En somme, ce cadre théorique permet d’aborder les processus de (re)nomination des personnes adoptées et victimes d’appropriation au Chili et en Argentine dans une perspective nouvelle et pertinente qui met la focale sur les effets subjectifs de la construction de l’identité et de la parenté chez les personnes adoptées.
Méthodologie
Cette étude multisite a été menée dans deux pays, le Chili et l’Argentine, dans l’objectif de comprendre les processus de recherche des origines à travers l’expérience vécue par les personnes adoptées et leurs perceptions une fois adultes, ainsi que leur impact sur les stratégies de construction identitaire et les relations de parenté. Afin d’approfondir les expériences de (re)nomination, l’objectif spécifique est d’explorer l’histoire de chaque participant avec son propre nom et ses noms de famille (de naissance et d’adoption), les significations qu’il donne à leur nomination et les opérations qu’il effectue activement à cet égard.
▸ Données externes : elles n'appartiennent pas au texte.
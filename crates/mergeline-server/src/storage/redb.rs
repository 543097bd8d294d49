//! Redb-backed durable log and snapshot store.
//!
//! Uses Redb's ACID transactions with Copy-on-Write for crash safety. Log
//! entries and snapshots survive restarts; sequence assignment resumes from
//! the highest persisted number.

#![allow(clippy::disallowed_types, reason = "Sequencer cache is locked for microseconds")]

use std::{
    path::Path,
    sync::{Arc, Mutex},
};

use mergeline_proto::{DocumentId, Operation, SequencedOperation, Snapshot};
use redb::{Database, ReadableTable, TableDefinition, WriteTransaction};
use tokio::sync::broadcast;

use super::{
    CHANNEL_CAPACITY, DurableLog, LogError, LogSequencer, SnapshotStore, StorageError,
    Subscription,
};

/// Table: log
/// Key: [document_id bytes][0x00][sequence_number: 8 bytes BE]
/// Value: CBOR-encoded `SequencedOperation`
///
/// Document ids never contain control characters, so the 0x00 separator
/// cannot collide and keys of one document form a contiguous range.
const LOG: TableDefinition<&[u8], &[u8]> = TableDefinition::new("log");

/// Table: snapshots
/// Key: document_id bytes
/// Value: CBOR-encoded `Snapshot`
const SNAPSHOTS: TableDefinition<&[u8], &[u8]> = TableDefinition::new("snapshots");

/// Durable log and snapshot store backed by Redb.
///
/// Thread-safe through Redb's internal locking. Clone is cheap (Arc). The
/// output stream is process-local: entries appended through this handle (or
/// its clones) are emitted to subscribers after their transaction commits.
#[derive(Clone)]
pub struct RedbStore {
    db: Arc<Database>,
    sequencer: Arc<Mutex<LogSequencer>>,
    output: broadcast::Sender<SequencedOperation>,
}

impl RedbStore {
    /// Open or create a Redb database at the given path.
    ///
    /// # Errors
    ///
    /// Returns `StorageError::Io` if the database cannot be opened or created.
    pub fn open(path: impl AsRef<Path>) -> Result<Self, StorageError> {
        let db = Database::create(path.as_ref()).map_err(|e| StorageError::Io(e.to_string()))?;

        let txn = db.begin_write().map_err(|e| StorageError::Io(e.to_string()))?;
        {
            let _ = txn.open_table(LOG).map_err(|e| StorageError::Io(e.to_string()))?;
            let _ = txn.open_table(SNAPSHOTS).map_err(|e| StorageError::Io(e.to_string()))?;
        }
        txn.commit().map_err(|e| StorageError::Io(e.to_string()))?;

        let (output, _) = broadcast::channel(CHANNEL_CAPACITY);

        Ok(Self { db: Arc::new(db), sequencer: Arc::new(Mutex::new(LogSequencer::new())), output })
    }

    /// Highest persisted sequence number for a document.
    fn latest_in<T: ReadableTable<&'static [u8], &'static [u8]>>(
        table: &T,
        document_id: &DocumentId,
    ) -> Result<u64, LogError> {
        let start = encode_log_key(document_id, 0);
        let end = encode_log_key(document_id, u64::MAX);

        let mut range = table
            .range(start.as_slice()..=end.as_slice())
            .map_err(|e| LogError::Unavailable(e.to_string()))?;

        match range.next_back() {
            Some(entry) => {
                let (key, _) = entry.map_err(|e| LogError::Unavailable(e.to_string()))?;
                decode_log_sequence(key.value())
            },
            None => Ok(0),
        }
    }

    /// Write and commit one entry at an already assigned number.
    fn persist(
        txn: WriteTransaction,
        document_id: &DocumentId,
        sequence_number: u64,
        operation: Operation,
    ) -> Result<SequencedOperation, LogError> {
        let sequenced = {
            let mut table =
                txn.open_table(LOG).map_err(|e| LogError::Unavailable(e.to_string()))?;

            let key = encode_log_key(document_id, sequence_number);
            if table.get(key.as_slice()).map_err(|e| LogError::Unavailable(e.to_string()))?.is_some()
            {
                let found = Self::latest_in(&table, document_id)?;
                tracing::warn!(
                    document_id = %document_id,
                    expected = sequence_number,
                    found,
                    "sequencer cache drifted from persisted log"
                );
                return Err(LogError::Conflict {
                    document_id: document_id.to_string(),
                    expected: sequence_number,
                    found,
                });
            }

            let sequenced = SequencedOperation::new(sequence_number, operation);

            let mut bytes = Vec::new();
            ciborium::into_writer(&sequenced, &mut bytes)
                .map_err(|e| LogError::Serialization(e.to_string()))?;

            table
                .insert(key.as_slice(), bytes.as_slice())
                .map_err(|e| LogError::Unavailable(e.to_string()))?;

            sequenced
        };

        txn.commit().map_err(|e| LogError::Unavailable(e.to_string()))?;
        Ok(sequenced)
    }
}

impl DurableLog for RedbStore {
    fn append(&self, document_id: &DocumentId, operation: Operation) -> Result<(), LogError> {
        // Held across the write so assignment order equals commit order.
        let mut sequencer = self
            .sequencer
            .lock()
            .map_err(|_| LogError::Unavailable("sequencer lock poisoned".to_string()))?;

        let txn = self.db.begin_write().map_err(|e| LogError::Unavailable(e.to_string()))?;

        let sequence_number = {
            let table = txn.open_table(LOG).map_err(|e| LogError::Unavailable(e.to_string()))?;
            sequencer.next(document_id, || Self::latest_in(&table, document_id))?
        };

        let written = Self::persist(txn, document_id, sequence_number, operation);
        let sequenced = sequencer.settle(document_id, sequence_number, written)?;

        let _ = self.output.send(sequenced);

        Ok(())
    }

    fn read_from(
        &self,
        document_id: &DocumentId,
        since: u64,
    ) -> Result<Vec<SequencedOperation>, LogError> {
        let Some(first) = since.checked_add(1) else {
            return Ok(Vec::new());
        };

        let txn = self.db.begin_read().map_err(|e| LogError::Unavailable(e.to_string()))?;
        let table = txn.open_table(LOG).map_err(|e| LogError::Unavailable(e.to_string()))?;

        let start = encode_log_key(document_id, first);
        let end = encode_log_key(document_id, u64::MAX);

        let mut entries = Vec::new();
        for result in table
            .range(start.as_slice()..=end.as_slice())
            .map_err(|e| LogError::Unavailable(e.to_string()))?
        {
            let (_, value) = result.map_err(|e| LogError::Unavailable(e.to_string()))?;
            let entry: SequencedOperation = ciborium::from_reader(value.value())
                .map_err(|e| LogError::Serialization(e.to_string()))?;
            entries.push(entry);
        }

        Ok(entries)
    }

    fn latest_sequence(&self, document_id: &DocumentId) -> Result<u64, LogError> {
        let txn = self.db.begin_read().map_err(|e| LogError::Unavailable(e.to_string()))?;
        let table = txn.open_table(LOG).map_err(|e| LogError::Unavailable(e.to_string()))?;

        Self::latest_in(&table, document_id)
    }

    fn subscribe_output(&self) -> Subscription {
        Subscription::new(self.output.subscribe())
    }
}

impl SnapshotStore for RedbStore {
    fn get(&self, document_id: &DocumentId) -> Result<Snapshot, StorageError> {
        let txn = self.db.begin_read().map_err(|e| StorageError::Io(e.to_string()))?;
        let table = txn.open_table(SNAPSHOTS).map_err(|e| StorageError::Io(e.to_string()))?;

        match table.get(document_id.as_bytes()).map_err(|e| StorageError::Io(e.to_string()))? {
            Some(value) => ciborium::from_reader(value.value())
                .map_err(|e| StorageError::Serialization(e.to_string())),
            None => Err(StorageError::NotFound(document_id.to_string())),
        }
    }

    fn put(&self, document_id: &DocumentId, snapshot: &Snapshot) -> Result<(), StorageError> {
        let txn = self.db.begin_write().map_err(|e| StorageError::Io(e.to_string()))?;

        {
            let mut table =
                txn.open_table(SNAPSHOTS).map_err(|e| StorageError::Io(e.to_string()))?;

            let mut bytes = Vec::new();
            ciborium::into_writer(snapshot, &mut bytes)
                .map_err(|e| StorageError::Serialization(e.to_string()))?;

            table
                .insert(document_id.as_bytes(), bytes.as_slice())
                .map_err(|e| StorageError::Io(e.to_string()))?;
        }

        txn.commit().map_err(|e| StorageError::Io(e.to_string()))?;

        Ok(())
    }
}

/// Encode `(document_id, sequence_number)` as a log key.
///
/// Layout: [document_id bytes][0x00][sequence_number: 8 bytes BE], so
/// lexicographic order within a document matches numeric order.
fn encode_log_key(document_id: &DocumentId, sequence_number: u64) -> Vec<u8> {
    let id = document_id.as_bytes();
    let mut key = Vec::with_capacity(id.len() + 9);
    key.extend_from_slice(id);
    key.push(0);
    key.extend_from_slice(&sequence_number.to_be_bytes());
    key
}

/// Sequence number from the trailing 8 bytes of a log key.
fn decode_log_sequence(key: &[u8]) -> Result<u64, LogError> {
    let tail = key
        .len()
        .checked_sub(8)
        .and_then(|start| key.get(start..))
        .ok_or_else(|| LogError::Serialization(format!("log key too short: {} bytes", key.len())))?;

    let mut bytes = [0u8; 8];
    bytes.copy_from_slice(tail);
    Ok(u64::from_be_bytes(bytes))
}

#[cfg(test)]
mod tests {
    use tempfile::tempdir;

    use super::*;

    fn doc(name: &str) -> DocumentId {
        DocumentId::new(name).unwrap()
    }

    fn create_test_op(document: &str, client_seq: u64) -> Operation {
        Operation::new(doc(document), 7, client_seq, vec![client_seq as u8; 16])
    }

    #[test]
    fn test_log_key_encoding() {
        let key = encode_log_key(&doc("doc-1"), 42);
        assert_eq!(key.len(), 5 + 1 + 8);
        assert_eq!(&key[..5], b"doc-1");
        assert_eq!(key[5], 0);
        assert_eq!(decode_log_sequence(&key).unwrap(), 42);
    }

    #[test]
    fn test_log_keys_sort_numerically() {
        let a = encode_log_key(&doc("d"), 2);
        let b = encode_log_key(&doc("d"), 256);
        assert!(a < b);

        // Prefix documents do not interleave.
        let short = encode_log_key(&doc("d"), u64::MAX);
        let long = encode_log_key(&doc("d0"), 1);
        assert!(short < long);
    }

    #[test]
    fn test_append_sequential() {
        let dir = tempdir().unwrap();
        let store = RedbStore::open(dir.path().join("test.redb")).unwrap();

        for i in 0..3 {
            store.append(&doc("a"), create_test_op("a", i)).unwrap();
        }

        assert_eq!(store.latest_sequence(&doc("a")).unwrap(), 3);
        let seqs: Vec<u64> =
            store.read_from(&doc("a"), 0).unwrap().iter().map(|e| e.sequence_number).collect();
        assert_eq!(seqs, vec![1, 2, 3]);
    }

    #[test]
    fn test_read_from_skips_other_documents() {
        let dir = tempdir().unwrap();
        let store = RedbStore::open(dir.path().join("test.redb")).unwrap();

        store.append(&doc("a"), create_test_op("a", 0)).unwrap();
        store.append(&doc("ab"), create_test_op("ab", 0)).unwrap();
        store.append(&doc("a"), create_test_op("a", 1)).unwrap();

        let entries = store.read_from(&doc("a"), 1).unwrap();
        assert_eq!(entries.len(), 1);
        assert_eq!(entries[0].sequence_number, 2);
        assert_eq!(entries[0].document_id(), &doc("a"));
        assert_eq!(store.latest_sequence(&doc("ab")).unwrap(), 1);
    }

    #[test]
    fn test_sequence_resumes_after_reopen() {
        let dir = tempdir().unwrap();
        let path = dir.path().join("test.redb");

        {
            let store = RedbStore::open(&path).unwrap();
            store.append(&doc("a"), create_test_op("a", 0)).unwrap();
            store.append(&doc("a"), create_test_op("a", 1)).unwrap();
        }

        let store = RedbStore::open(&path).unwrap();
        store.append(&doc("a"), create_test_op("a", 2)).unwrap();

        let seqs: Vec<u64> =
            store.read_from(&doc("a"), 0).unwrap().iter().map(|e| e.sequence_number).collect();
        assert_eq!(seqs, vec![1, 2, 3]);
    }

    #[test]
    fn test_failed_write_does_not_skip_numbers() {
        let dir = tempdir().unwrap();
        let store = RedbStore::open(dir.path().join("test.redb")).unwrap();
        store.append(&doc("a"), create_test_op("a", 0)).unwrap();

        // An entry written behind the sequencer's back makes the next write
        // fail after its number was assigned.
        let stray = SequencedOperation::new(2, create_test_op("a", 99));
        let mut bytes = Vec::new();
        ciborium::into_writer(&stray, &mut bytes).unwrap();
        let txn = store.db.begin_write().unwrap();
        txn.open_table(LOG)
            .unwrap()
            .insert(encode_log_key(&doc("a"), 2).as_slice(), bytes.as_slice())
            .unwrap();
        txn.commit().unwrap();

        let err = store.append(&doc("a"), create_test_op("a", 1)).unwrap_err();
        assert!(matches!(err, LogError::Conflict { expected: 2, found: 2, .. }));

        store.append(&doc("a"), create_test_op("a", 2)).unwrap();
        let seqs: Vec<u64> =
            store.read_from(&doc("a"), 0).unwrap().iter().map(|e| e.sequence_number).collect();
        assert_eq!(seqs, vec![1, 2, 3]);
    }

    #[test]
    fn test_snapshot_roundtrip_and_not_found() {
        let dir = tempdir().unwrap();
        let store = RedbStore::open(dir.path().join("test.redb")).unwrap();

        assert!(matches!(store.get(&doc("a")), Err(StorageError::NotFound(_))));

        let snapshot = Snapshot::new(12, b"hello".to_vec());
        store.put(&doc("a"), &snapshot).unwrap();
        assert_eq!(store.get(&doc("a")).unwrap(), snapshot);
    }

    #[tokio::test]
    async fn test_output_emits_after_commit() {
        let dir = tempdir().unwrap();
        let store = RedbStore::open(dir.path().join("test.redb")).unwrap();
        let mut output = store.subscribe_output();

        store.append(&doc("a"), create_test_op("a", 0)).unwrap();

        let emitted = output.recv().await.unwrap();
        assert_eq!(emitted.sequence_number, 1);
        assert_eq!(store.read_from(&doc("a"), 0).unwrap()[0], emitted);
    }
}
Dans les deux cas, nous avons choisi de conduire une étude qualitative, combinant techniques ethnographiques (Guber, 2016) et narratives (Riessman, 2008), dans le but de mieux comprendre les expériences, les significations et les pratiques liées au nom personnel des personnes adoptées, étant donné qu’il s’agit d’un processus éminemment subjectif et narratif.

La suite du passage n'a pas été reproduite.